▸ Activity
Sort through the data and copy the lines holding the word "StatusReport".

Records from a dataset

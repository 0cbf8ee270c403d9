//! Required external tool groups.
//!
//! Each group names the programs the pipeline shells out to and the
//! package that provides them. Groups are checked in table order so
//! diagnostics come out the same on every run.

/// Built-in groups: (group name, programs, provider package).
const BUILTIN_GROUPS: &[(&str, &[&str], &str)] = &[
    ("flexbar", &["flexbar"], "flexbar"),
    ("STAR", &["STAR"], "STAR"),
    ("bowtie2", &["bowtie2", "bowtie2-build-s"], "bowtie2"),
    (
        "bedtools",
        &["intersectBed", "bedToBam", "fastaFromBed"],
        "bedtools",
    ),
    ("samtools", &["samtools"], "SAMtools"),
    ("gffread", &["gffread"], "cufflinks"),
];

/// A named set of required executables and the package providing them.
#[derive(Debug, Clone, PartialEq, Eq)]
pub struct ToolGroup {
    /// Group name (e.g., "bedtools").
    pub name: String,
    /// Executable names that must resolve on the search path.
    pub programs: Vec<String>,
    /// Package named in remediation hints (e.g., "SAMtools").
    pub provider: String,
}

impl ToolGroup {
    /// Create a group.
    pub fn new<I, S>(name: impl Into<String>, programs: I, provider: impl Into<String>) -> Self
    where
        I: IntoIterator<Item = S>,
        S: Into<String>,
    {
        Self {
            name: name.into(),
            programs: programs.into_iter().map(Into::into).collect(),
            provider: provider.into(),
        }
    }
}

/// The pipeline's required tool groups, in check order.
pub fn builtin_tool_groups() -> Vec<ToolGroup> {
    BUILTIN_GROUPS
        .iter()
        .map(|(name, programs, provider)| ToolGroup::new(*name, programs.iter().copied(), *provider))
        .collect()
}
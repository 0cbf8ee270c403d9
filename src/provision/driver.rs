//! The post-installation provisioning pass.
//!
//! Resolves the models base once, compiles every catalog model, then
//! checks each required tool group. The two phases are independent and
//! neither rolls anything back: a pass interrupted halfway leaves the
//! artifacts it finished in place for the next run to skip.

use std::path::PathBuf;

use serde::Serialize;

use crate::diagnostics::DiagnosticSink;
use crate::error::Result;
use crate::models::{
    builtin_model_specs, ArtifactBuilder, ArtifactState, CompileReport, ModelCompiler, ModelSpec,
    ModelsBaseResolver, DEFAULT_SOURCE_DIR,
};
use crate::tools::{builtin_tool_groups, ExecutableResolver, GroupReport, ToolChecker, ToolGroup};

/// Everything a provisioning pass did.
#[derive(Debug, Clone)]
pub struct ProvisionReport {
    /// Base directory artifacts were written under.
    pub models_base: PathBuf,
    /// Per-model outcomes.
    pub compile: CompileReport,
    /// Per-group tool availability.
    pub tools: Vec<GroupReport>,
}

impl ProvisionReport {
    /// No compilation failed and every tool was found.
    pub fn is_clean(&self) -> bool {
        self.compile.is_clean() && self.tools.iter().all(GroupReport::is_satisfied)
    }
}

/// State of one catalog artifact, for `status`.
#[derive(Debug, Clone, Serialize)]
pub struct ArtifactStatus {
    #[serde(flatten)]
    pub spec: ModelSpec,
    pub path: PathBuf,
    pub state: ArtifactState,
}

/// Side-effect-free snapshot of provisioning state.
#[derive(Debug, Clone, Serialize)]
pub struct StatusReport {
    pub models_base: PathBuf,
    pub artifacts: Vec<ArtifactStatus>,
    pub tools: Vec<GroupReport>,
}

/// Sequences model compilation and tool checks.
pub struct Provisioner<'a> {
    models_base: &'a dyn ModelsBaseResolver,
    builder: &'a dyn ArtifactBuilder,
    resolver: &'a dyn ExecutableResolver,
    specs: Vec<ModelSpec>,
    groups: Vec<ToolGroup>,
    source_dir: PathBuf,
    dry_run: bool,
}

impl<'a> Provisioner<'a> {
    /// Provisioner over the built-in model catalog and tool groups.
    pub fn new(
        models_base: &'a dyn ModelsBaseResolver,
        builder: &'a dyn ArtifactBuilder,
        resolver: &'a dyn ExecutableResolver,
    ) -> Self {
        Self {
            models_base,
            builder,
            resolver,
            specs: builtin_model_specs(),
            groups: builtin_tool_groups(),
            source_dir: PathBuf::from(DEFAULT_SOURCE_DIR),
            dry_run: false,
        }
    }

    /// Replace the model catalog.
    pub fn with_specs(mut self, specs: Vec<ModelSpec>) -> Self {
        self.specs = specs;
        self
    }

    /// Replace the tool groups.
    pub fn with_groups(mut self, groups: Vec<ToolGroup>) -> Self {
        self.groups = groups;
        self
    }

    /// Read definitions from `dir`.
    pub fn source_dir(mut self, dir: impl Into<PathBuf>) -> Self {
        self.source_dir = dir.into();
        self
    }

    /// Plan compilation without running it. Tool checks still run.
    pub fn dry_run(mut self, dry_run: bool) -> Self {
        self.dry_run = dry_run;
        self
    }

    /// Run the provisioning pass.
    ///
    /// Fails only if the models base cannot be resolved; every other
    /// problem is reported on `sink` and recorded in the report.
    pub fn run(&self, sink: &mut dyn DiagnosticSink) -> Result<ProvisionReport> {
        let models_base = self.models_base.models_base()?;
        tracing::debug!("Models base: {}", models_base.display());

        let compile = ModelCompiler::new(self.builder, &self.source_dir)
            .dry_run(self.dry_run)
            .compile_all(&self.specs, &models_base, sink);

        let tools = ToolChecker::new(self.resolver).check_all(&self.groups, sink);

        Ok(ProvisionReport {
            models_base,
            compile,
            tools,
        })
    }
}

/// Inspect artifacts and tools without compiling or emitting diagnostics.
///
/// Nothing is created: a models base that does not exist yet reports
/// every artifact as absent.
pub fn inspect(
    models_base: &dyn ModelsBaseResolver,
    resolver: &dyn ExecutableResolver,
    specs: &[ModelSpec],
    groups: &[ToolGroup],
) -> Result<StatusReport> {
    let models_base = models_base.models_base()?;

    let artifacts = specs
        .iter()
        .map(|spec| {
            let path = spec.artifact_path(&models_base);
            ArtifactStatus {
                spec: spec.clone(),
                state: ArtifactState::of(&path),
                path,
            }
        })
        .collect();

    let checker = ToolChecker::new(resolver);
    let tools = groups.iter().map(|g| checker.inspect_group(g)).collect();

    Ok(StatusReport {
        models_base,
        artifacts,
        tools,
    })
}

▸ Response to this exercise
pub struct StatusReport {
) -> Result<StatusReport> {
    Ok(StatusReport {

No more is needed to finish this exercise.